Task brief:
Give back every record exactly as it reads.

=== Begin Enclosure ===

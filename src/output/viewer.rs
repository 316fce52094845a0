//! Live viewer sink.
//!
//! Spawns a local Wireshark reading the capture stream from its stdin. The
//! user can close the window at any moment; the capture itself must keep
//! running, so a dead viewer only produces one detach event and swallows
//! everything written to it afterwards.

use std::io::{self, Write};
use std::process::{Child, ChildStdin, Command, Stdio};
use std::sync::atomic::{AtomicBool, Ordering};
use std::sync::Arc;

use crate::error::SinkError;
use crate::output::{Outputer, OutputerEvent, OutputerEventSender, OutputerId};

const WIRESHARK_BIN: &str = "wireshark";

/// Arguments putting Wireshark into live-capture-from-stdin mode.
const WIRESHARK_ARGS: [&str; 3] = ["-k", "-i", "-"];

/// Sink forwarding the capture stream to a spawned viewer process.
pub struct WiresharkOutput {
    id: OutputerId,
    child_pid: u32,
    stdin: Option<ChildStdin>,
    dead: Arc<AtomicBool>,
}

impl WiresharkOutput {
    /// Spawn a Wireshark window wired to this sink.
    ///
    /// The exit watcher emits [`OutputerEvent::Dead`] on `events` exactly
    /// once, whether the viewer exits on its own or because the sink was
    /// closed.
    pub fn spawn(events: OutputerEventSender) -> Result<Self, SinkError> {
        Self::spawn_program(WIRESHARK_BIN, &WIRESHARK_ARGS, events)
    }

    fn spawn_program(
        program: &str,
        args: &[&str],
        events: OutputerEventSender,
    ) -> Result<Self, SinkError> {
        let mut child = Command::new(program)
            .args(args)
            .stdin(Stdio::piped())
            .stdout(Stdio::null())
            .stderr(Stdio::null())
            .spawn()
            .map_err(|source| SinkError::Spawn {
                program: program.to_string(),
                source,
            })?;

        let stdin = child.stdin.take().ok_or(SinkError::Stdin)?;
        let child_pid = child.id();
        let id = OutputerId::next();
        let dead = Arc::new(AtomicBool::new(false));

        Self::watch(child, id, dead.clone(), events);

        Ok(Self {
            id,
            child_pid,
            stdin: Some(stdin),
            dead,
        })
    }

    /// Wait for the viewer to exit and report it exactly once.
    fn watch(mut child: Child, id: OutputerId, dead: Arc<AtomicBool>, events: OutputerEventSender) {
        tokio::task::spawn_blocking(move || {
            match child.wait() {
                Ok(status) => tracing::info!(sink = id.0, %status, "viewer process exited"),
                Err(e) => tracing::warn!(error = %e, "can't wait for viewer process"),
            }
            dead.store(true, Ordering::SeqCst);
            let _ = events.send(OutputerEvent::Dead(id));
        });
    }
}

impl Outputer for WiresharkOutput {
    fn id(&self) -> OutputerId {
        self.id
    }

    fn write(&mut self, buf: &[u8]) -> io::Result<()> {
        if self.dead.load(Ordering::SeqCst) {
            // The detach event is already on its way; drop the bytes.
            return Ok(());
        }

        let Some(stdin) = self.stdin.as_mut() else {
            return Ok(());
        };

        match stdin.write_all(buf) {
            Ok(()) => Ok(()),
            Err(e) if e.kind() == io::ErrorKind::BrokenPipe => {
                // Viewer is going away; the watcher will announce it.
                self.stdin = None;
                Ok(())
            }
            Err(e) => Err(e),
        }
    }

    fn close(&mut self) {
        self.stdin.take();
        if !self.dead.load(Ordering::SeqCst) && self.child_pid != 0 {
            // Wireshark keeps its window open after stdin EOF; nudge it so
            // the watcher can reap it and the fan-out can drain.
            unsafe {
                libc::kill(self.child_pid as libc::pid_t, libc::SIGTERM);
            }
        }
    }
}

#[cfg(test)]
mod tests {
    use super::*;
    use std::time::Duration;
    use tokio::sync::mpsc;

    #[tokio::test]
    async fn spawn_failure_is_a_sink_error() {
        let (tx, _rx) = mpsc::unbounded_channel();
        let result = WiresharkOutput::spawn_program("remcap-no-such-viewer", &[], tx);

        assert!(matches!(result, Err(SinkError::Spawn { .. })));
    }

    #[tokio::test]
    async fn viewer_exit_emits_exactly_one_dead_event() {
        let (tx, mut rx) = mpsc::unbounded_channel();
        // `cat` stands in for the viewer: consumes stdin, exits on EOF.
        let mut sink = WiresharkOutput::spawn_program("cat", &[], tx).unwrap();
        let id = sink.id();

        sink.write(b"capture bytes").unwrap();
        sink.close();

        let event = tokio::time::timeout(Duration::from_secs(5), rx.recv())
            .await
            .expect("watcher should report the exit")
            .expect("channel open");
        assert_eq!(event, OutputerEvent::Dead(id));

        // No second event; the channel just closes when the watcher drops
        // its sender.
        assert!(rx.recv().await.is_none());
    }

    #[tokio::test]
    async fn writes_after_death_are_discarded() {
        let (tx, mut rx) = mpsc::unbounded_channel();
        let mut sink = WiresharkOutput::spawn_program("cat", &[], tx).unwrap();

        sink.close();
        let _ = rx.recv().await;

        // The viewer is gone; writes must neither error nor block.
        sink.write(b"late bytes").unwrap();
        sink.write(b"more late bytes").unwrap();
    }
}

=== End Enclosure ===

Exercise solution:
filename src/output/viewer.rs
repository 316fce52094845a0
//! Live viewer sink.
//!
//! Spawns a local Wireshark reading the capture stream from its stdin. The
//! user can close the window at any moment; the capture itself must keep
//! running, so a dead viewer only produces one detach event and swallows
//! everything written to it afterwards.

use std::io::{self, Write};
use std::process::{Child, ChildStdin, Command, Stdio};
use std::sync::atomic::{AtomicBool, Ordering};
use std::sync::Arc;

use crate::error::SinkError;
use crate::output::{Outputer, OutputerEvent, OutputerEventSender, OutputerId};

const WIRESHARK_BIN: &str = "wireshark";

/// Arguments putting Wireshark into live-capture-from-stdin mode.
const WIRESHARK_ARGS: [&str; 3] = ["-k", "-i", "-"];

/// Sink forwarding the capture stream to a spawned viewer process.
pub struct WiresharkOutput {
    id: OutputerId,
    child_pid: u32,
    stdin: Option<ChildStdin>,
    dead: Arc<AtomicBool>,
}

impl WiresharkOutput {
    /// Spawn a Wireshark window wired to this sink.
    ///
    /// The exit watcher emits [`OutputerEvent::Dead`] on `events` exactly
    /// once, whether the viewer exits on its own or because the sink was
    /// closed.
    pub fn spawn(events: OutputerEventSender) -> Result<Self, SinkError> {
        Self::spawn_program(WIRESHARK_BIN, &WIRESHARK_ARGS, events)
    }

    fn spawn_program(
        program: &str,
        args: &[&str],
        events: OutputerEventSender,
    ) -> Result<Self, SinkError> {
        let mut child = Command::new(program)
            .args(args)
            .stdin(Stdio::piped())
            .stdout(Stdio::null())
            .stderr(Stdio::null())
            .spawn()
            .map_err(|source| SinkError::Spawn {
                program: program.to_string(),
                source,
            })?;

        let stdin = child.stdin.take().ok_or(SinkError::Stdin)?;
        let child_pid = child.id();
        let id = OutputerId::next();
        let dead = Arc::new(AtomicBool::new(false));

        Self::watch(child, id, dead.clone(), events);

        Ok(Self {
            id,
            child_pid,
            stdin: Some(stdin),
            dead,
        })
    }

    /// Wait for the viewer to exit and report it exactly once.
    fn watch(mut child: Child, id: OutputerId, dead: Arc<AtomicBool>, events: OutputerEventSender) {
        tokio::task::spawn_blocking(move || {
            match child.wait() {
                Ok(status) => tracing::info!(sink = id.0, %status, "viewer process exited"),
                Err(e) => tracing::warn!(error = %e, "can't wait for viewer process"),
            }
            dead.store(true, Ordering::SeqCst);
            let _ = events.send(OutputerEvent::Dead(id));
        });
    }
}

impl Outputer for WiresharkOutput {
    fn id(&self) -> OutputerId {
        self.id
    }

    fn write(&mut self, buf: &[u8]) -> io::Result<()> {
        if self.dead.load(Ordering::SeqCst) {
            // The detach event is already on its way; drop the bytes.
            return Ok(());
        }

        let Some(stdin) = self.stdin.as_mut() else {
            return Ok(());
        };

        match stdin.write_all(buf) {
            Ok(()) => Ok(()),
            Err(e) if e.kind() == io::ErrorKind::BrokenPipe => {
                // Viewer is going away; the watcher will announce it.
                self.stdin = None;
                Ok(())
            }
            Err(e) => Err(e),
        }
    }

    fn close(&mut self) {
        self.stdin.take();
        if !self.dead.load(Ordering::SeqCst) && self.child_pid != 0 {
            // Wireshark keeps its window open after stdin EOF; nudge it so
            // the watcher can reap it and the fan-out can drain.
            unsafe {
                libc::kill(self.child_pid as libc::pid_t, libc::SIGTERM);
            }
        }
    }
}

#[cfg(test)]
mod tests {
    use super::*;
    use std::time::Duration;
    use tokio::sync::mpsc;

    #[tokio::test]
    async fn spawn_failure_is_a_sink_error() {
        let (tx, _rx) = mpsc::unbounded_channel();
        let result = WiresharkOutput::spawn_program("remcap-no-such-viewer", &[], tx);

        assert!(matches!(result, Err(SinkError::Spawn { .. })));
    }

    #[tokio::test]
    async fn viewer_exit_emits_exactly_one_dead_event() {
        let (tx, mut rx) = mpsc::unbounded_channel();
        // `cat` stands in for the viewer: consumes stdin, exits on EOF.
        let mut sink = WiresharkOutput::spawn_program("cat", &[], tx).unwrap();
        let id = sink.id();

        sink.write(b"capture bytes").unwrap();
        sink.close();

        let event = tokio::time::timeout(Duration::from_secs(5), rx.recv())
            .await
            .expect("watcher should report the exit")
            .expect("channel open");
        assert_eq!(event, OutputerEvent::Dead(id));

        // No second event; the channel just closes when the watcher drops
        // its sender.
        assert!(rx.recv().await.is_none());
    }

    #[tokio::test]
    async fn writes_after_death_are_discarded() {
        let (tx, mut rx) = mpsc::unbounded_channel();
        let mut sink = WiresharkOutput::spawn_program("cat", &[], tx).unwrap();

        sink.close();
        let _ = rx.recv().await;

        // The viewer is gone; writes must neither error nor block.
        sink.write(b"late bytes").unwrap();
        sink.write(b"more late bytes").unwrap();
    }
}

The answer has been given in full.